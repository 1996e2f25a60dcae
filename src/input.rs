//! Input injection: key events, typed text, taps and swipes.

use crate::device::Device;
use crate::error::Result;

pub const KEYCODE_POWER: u32 = 26;
pub const KEYCODE_ENTER: u32 = 66;

impl Device {
    /// Send a key event, either a character code or a hardware button.
    pub fn press_key(&self, keycode: u32) -> Result<String> {
        self.shell(&build_keyevent(keycode))
    }

    /// Type text as if entered from an attached keyboard.
    pub fn insert_text(&self, text: &str) -> Result<()> {
        self.shell(&build_text(text))?;
        Ok(())
    }

    pub fn tap(&self, x: i32, y: i32) -> Result<()> {
        self.shell(&build_tap(x, y))?;
        Ok(())
    }

    /// Tap-and-hold, expressed as a same-point swipe of `hold_ms`. With a
    /// zero hold this degrades to a plain tap.
    pub fn long_press(&self, x: i32, y: i32, hold_ms: u32) -> Result<()> {
        if hold_ms > 0 {
            self.swipe(x, y, x, y, hold_ms)
        } else {
            self.tap(x, y)
        }
    }

    pub fn swipe(&self, x0: i32, y0: i32, x1: i32, y1: i32, duration_ms: u32) -> Result<()> {
        self.shell(&build_swipe(x0, y0, x1, y1, duration_ms))?;
        Ok(())
    }
}

fn build_keyevent(keycode: u32) -> String {
    format!("input keyevent {keycode}")
}

fn build_tap(x: i32, y: i32) -> String {
    format!("input tap {x} {y}")
}

fn build_swipe(x0: i32, y0: i32, x1: i32, y1: i32, duration_ms: u32) -> String {
    format!("input swipe {x0} {y0} {x1} {y1} {duration_ms}")
}

fn build_text(text: &str) -> String {
    format!("input text \"{}\"", escape_for_device_shell(text))
}

/// Escape the characters the device shell would interpret inside a
/// double-quoted string.
fn escape_for_device_shell(text: &str) -> String {
    let mut escaped = String::with_capacity(text.len());
    for ch in text.chars() {
        match ch {
            '"' => escaped.push_str("\\\""),
            '\\' => escaped.push_str("\\\\"),
            '$' => escaped.push_str("\\$"),
            '`' => escaped.push_str("\\`"),
            _ => escaped.push(ch),
        }
    }
    escaped
}

#[cfg(test)]
mod tests {
    use super::*;

    #[test]
    fn builds_keyevent_command() {
        assert_eq!(build_keyevent(KEYCODE_POWER), "input keyevent 26");
        assert_eq!(build_keyevent(KEYCODE_ENTER), "input keyevent 66");
    }

    #[test]
    fn builds_tap_and_swipe_commands() {
        assert_eq!(build_tap(120, 640), "input tap 120 640");
        assert_eq!(
            build_swipe(540, 960, 540, 0, 500),
            "input swipe 540 960 540 0 500"
        );
    }

    #[test]
    fn builds_quoted_text_command() {
        assert_eq!(build_text("hello"), "input text \"hello\"");
        assert_eq!(build_text("a b"), "input text \"a b\"");
    }

    #[test]
    fn escapes_shell_metacharacters() {
        assert_eq!(escape_for_device_shell("pa$s\"w`d\\"), "pa\\$s\\\"w\\`d\\\\");
    }
}
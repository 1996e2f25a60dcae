use std::path::Path;

/// Strip wrapping quotes and whitespace from a configured executable path.
pub fn normalize_adb_path(value: &str) -> String {
    let trimmed = value.trim();
    if let Some(inner) = trimmed
        .strip_prefix('"')
        .and_then(|candidate| candidate.strip_suffix('"'))
    {
        return inner.trim().to_string();
    }
    if let Some(inner) = trimmed
        .strip_prefix('\'')
        .and_then(|candidate| candidate.strip_suffix('\''))
    {
        return inner.trim().to_string();
    }
    trimmed.to_string()
}

/// Pick the adb program to invoke: the configured path, or plain `adb`
/// resolved through PATH when nothing is configured.
pub fn resolve_adb_program(configured: &str) -> String {
    let normalized = normalize_adb_path(configured);
    if normalized.is_empty() {
        "adb".to_string()
    } else {
        normalized
    }
}

pub fn validate_adb_program(program: &str) -> Result<(), String> {
    if program.trim().is_empty() {
        return Err("adb command is empty".to_string());
    }
    if program == "adb" {
        return Ok(());
    }
    let path = Path::new(program);
    if path.is_dir() {
        return Err("adb path must point to an executable file".to_string());
    }
    if !path.exists() {
        return Err("adb executable not found at the configured path".to_string());
    }
    Ok(())
}
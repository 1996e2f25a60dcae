//! Sources of hierarchy XML: the on-device file dump, or an injected
//! uiautomator agent handle.

use std::time::Duration;

use tracing::warn;

use crate::adb::parse::parse_dump_file_path;
use crate::device::Device;
use crate::error::{Error, Result};

/// Where `uiautomator dump` writes when its output does not announce a path.
pub const DEFAULT_DUMP_PATH: &str = "/sdcard/window_dump.xml";

const RESET_SETTLE_DELAY: Duration = Duration::from_secs(4);

pub trait HierarchyProvider {
    /// Produce one XML snapshot of the current UI tree.
    fn dump_hierarchy(&mut self) -> Result<String>;
}

/// Dumps the hierarchy to a file on the device and reads it back.
pub struct FileDumpProvider<'a> {
    device: &'a Device,
}

impl<'a> FileDumpProvider<'a> {
    pub fn new(device: &'a Device) -> Self {
        Self { device }
    }
}

impl HierarchyProvider for FileDumpProvider<'_> {
    fn dump_hierarchy(&mut self) -> Result<String> {
        let output = self.device.shell("uiautomator dump")?;
        let path = match parse_dump_file_path(&output) {
            Some(path) => path,
            None => {
                warn!(output = %output.trim(), "uiautomator dump reported no path");
                DEFAULT_DUMP_PATH.to_string()
            }
        };
        self.device.shell(&format!("cat {path}"))
    }
}

/// A richer automation agent that can serve hierarchy dumps directly
/// (uiautomator2-style) and restart its on-device server.
pub trait UiAutomatorHandle {
    fn dump_hierarchy(&mut self) -> std::result::Result<String, String>;
    fn reset_uiautomator(&mut self) -> std::result::Result<(), String>;
}

/// Wraps an injected [`UiAutomatorHandle`]. A failed dump resets the agent
/// best-effort, waits a fixed settle delay, and fails with
/// [`Error::UiAutomator`]; callers polling for a selector see the error
/// immediately instead of another attempt.
pub struct HandleProvider<H> {
    handle: H,
    settle: fn(Duration),
}

impl<H: UiAutomatorHandle> HandleProvider<H> {
    pub fn new(handle: H) -> Self {
        Self {
            handle,
            settle: std::thread::sleep,
        }
    }

    #[cfg(test)]
    pub(crate) fn with_settle(handle: H, settle: fn(Duration)) -> Self {
        Self { handle, settle }
    }
}

impl<H: UiAutomatorHandle> HierarchyProvider for HandleProvider<H> {
    fn dump_hierarchy(&mut self) -> Result<String> {
        match self.handle.dump_hierarchy() {
            Ok(xml) => Ok(xml),
            Err(message) => {
                warn!(error = %message, "hierarchy dump failed, resetting uiautomator");
                let _ = self.handle.reset_uiautomator();
                (self.settle)(RESET_SETTLE_DELAY);
                Err(Error::UiAutomator(message))
            }
        }
    }
}

#[cfg(test)]
mod tests {
    use super::*;

    struct FlakyHandle {
        dumps: usize,
        resets: usize,
    }

    impl UiAutomatorHandle for FlakyHandle {
        fn dump_hierarchy(&mut self) -> std::result::Result<String, String> {
            self.dumps += 1;
            Err("agent crashed".to_string())
        }

        fn reset_uiautomator(&mut self) -> std::result::Result<(), String> {
            self.resets += 1;
            Ok(())
        }
    }

    fn no_sleep(_: Duration) {}

    #[test]
    fn failed_dump_resets_then_errors() {
        let mut provider = HandleProvider::with_settle(
            FlakyHandle {
                dumps: 0,
                resets: 0,
            },
            no_sleep,
        );
        let err = provider.dump_hierarchy().expect_err("dump should fail");
        match err {
            Error::UiAutomator(message) => assert_eq!(message, "agent crashed"),
            other => panic!("unexpected error: {other}"),
        }
        assert_eq!(provider.handle.dumps, 1);
        assert_eq!(provider.handle.resets, 1);
    }

    struct HealthyHandle;

    impl UiAutomatorHandle for HealthyHandle {
        fn dump_hierarchy(&mut self) -> std::result::Result<String, String> {
            Ok("<hierarchy/>".to_string())
        }

        fn reset_uiautomator(&mut self) -> std::result::Result<(), String> {
            Ok(())
        }
    }

    #[test]
    fn healthy_handle_passes_xml_through() {
        let mut provider = HandleProvider::with_settle(HealthyHandle, no_sleep);
        assert_eq!(provider.dump_hierarchy().expect("dump"), "<hierarchy/>");
    }
}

## Task brief
Print exactly the lines of the listing above starting at the line containing "-> std::result::Result<String, String>;" and ending at the line containing "resets the agent", both included.

## Result for this task
    fn dump_hierarchy(&mut self) -> std::result::Result<String, String>;
    fn reset_uiautomator(&mut self) -> std::result::Result<(), String>;
}

/// Wraps an injected [`UiAutomatorHandle`]. A failed dump resets the agent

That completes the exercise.